[DATASET ENTRIES]
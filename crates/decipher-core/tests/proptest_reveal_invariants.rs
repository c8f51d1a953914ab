#![forbid(unsafe_code)]
//! Property tests for the scramble-reveal invariants.
//!
//! Run with: cargo test -p decipher-core --test proptest_reveal_invariants

use std::time::Duration;

use decipher_core::charset::Charset;
use decipher_core::reveal::RevealRun;
use proptest::prelude::*;

fn arb_text() -> impl Strategy<Value = String> {
    "[ -~]{0,48}" // printable ASCII, spaces included
}

fn arb_dts() -> impl Strategy<Value = Vec<u64>> {
    prop::collection::vec(0u64..250, 0..40)
}

proptest! {
    /// The reveal count never decreases across any tick sequence.
    #[test]
    fn reveal_count_is_monotonic(text in arb_text(), dts in arb_dts()) {
        let mut run = RevealRun::new(&text).reveal_delay(Duration::from_millis(30));
        let mut last = run.revealed();
        for dt in dts {
            run.tick(Duration::from_millis(dt));
            prop_assert!(run.revealed() >= last);
            last = run.revealed();
        }
    }

    /// Every revealed index displays the true character; every index is in
    /// bounds of the reveal count invariant.
    #[test]
    fn revealed_prefix_is_the_target(text in arb_text(), dts in arb_dts()) {
        let mut run = RevealRun::new(&text);
        let chars: Vec<char> = text.chars().collect();
        for dt in dts {
            run.tick(Duration::from_millis(dt));
            prop_assert!(run.revealed() <= chars.len());
            for i in 0..run.revealed() {
                prop_assert_eq!(run.display_char(i), Some(chars[i]));
            }
        }
    }

    /// Space indices display a space at every sampled time.
    #[test]
    fn spaces_are_never_scrambled(text in arb_text(), dts in arb_dts()) {
        let mut run = RevealRun::new(&text).flip_delay(Duration::ZERO);
        let chars: Vec<char> = text.chars().collect();
        for dt in dts {
            run.tick(Duration::from_millis(dt));
            for (i, ch) in chars.iter().enumerate() {
                if *ch == ' ' {
                    prop_assert_eq!(run.display_char(i), Some(' '));
                }
            }
        }
    }

    /// Unrevealed non-space indices always display a charset member.
    #[test]
    fn scramble_glyphs_are_charset_members(
        text in arb_text(),
        pool in "[a-z0-9]{1,16}",
        dts in arb_dts(),
    ) {
        let charset = Charset::new(&pool);
        let mut run = RevealRun::new(&text)
            .charset(charset.clone())
            .flip_delay(Duration::from_millis(20));
        let chars: Vec<char> = text.chars().collect();
        for dt in dts {
            run.tick(Duration::from_millis(dt));
            for (i, ch) in chars.iter().enumerate() {
                if i >= run.revealed() && *ch != ' ' {
                    let shown = run.display_char(i).unwrap();
                    prop_assert!(charset.contains(shown));
                }
            }
        }
    }

    /// Once total elapsed time reaches `reveal_delay * len`, the run is
    /// complete and displays the target exactly.
    #[test]
    fn completion_is_bounded_by_len_times_delay(text in arb_text(), delay_ms in 1u64..80) {
        let delay = Duration::from_millis(delay_ms);
        let mut run = RevealRun::new(&text).reveal_delay(delay);
        let len = text.chars().count() as u32;
        run.tick(delay * len);
        prop_assert!(run.is_complete());
        prop_assert_eq!(run.display(), text);
    }

    /// A run replays identically for the same seed and tick sequence.
    #[test]
    fn runs_are_deterministic(text in arb_text(), seed in any::<u64>(), dts in arb_dts()) {
        let mut a = RevealRun::new(&text).seed(seed);
        let mut b = RevealRun::new(&text).seed(seed);
        for dt in &dts {
            a.tick(Duration::from_millis(*dt));
            b.tick(Duration::from_millis(*dt));
            prop_assert_eq!(a.display(), b.display());
        }
    }
}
[/DATASET ENTRIES]
INSTRUCTIONS FOR THE TASK - Taking the material above, extract exactly and only the lines from the line with "if i >= run.revealed()" to the line with "let mut run = RevealRun::new(&text).reveal_delay(delay);", inclusive of both.

REPLY -
                if i >= run.revealed() && *ch != ' ' {
                    let shown = run.display_char(i).unwrap();
                    prop_assert!(charset.contains(shown));
                }
            }
        }
    }

    /// Once total elapsed time reaches `reveal_delay * len`, the run is
    /// complete and displays the target exactly.
    #[test]
    fn completion_is_bounded_by_len_times_delay(text in arb_text(), delay_ms in 1u64..80) {
        let delay = Duration::from_millis(delay_ms);
        let mut run = RevealRun::new(&text).reveal_delay(delay);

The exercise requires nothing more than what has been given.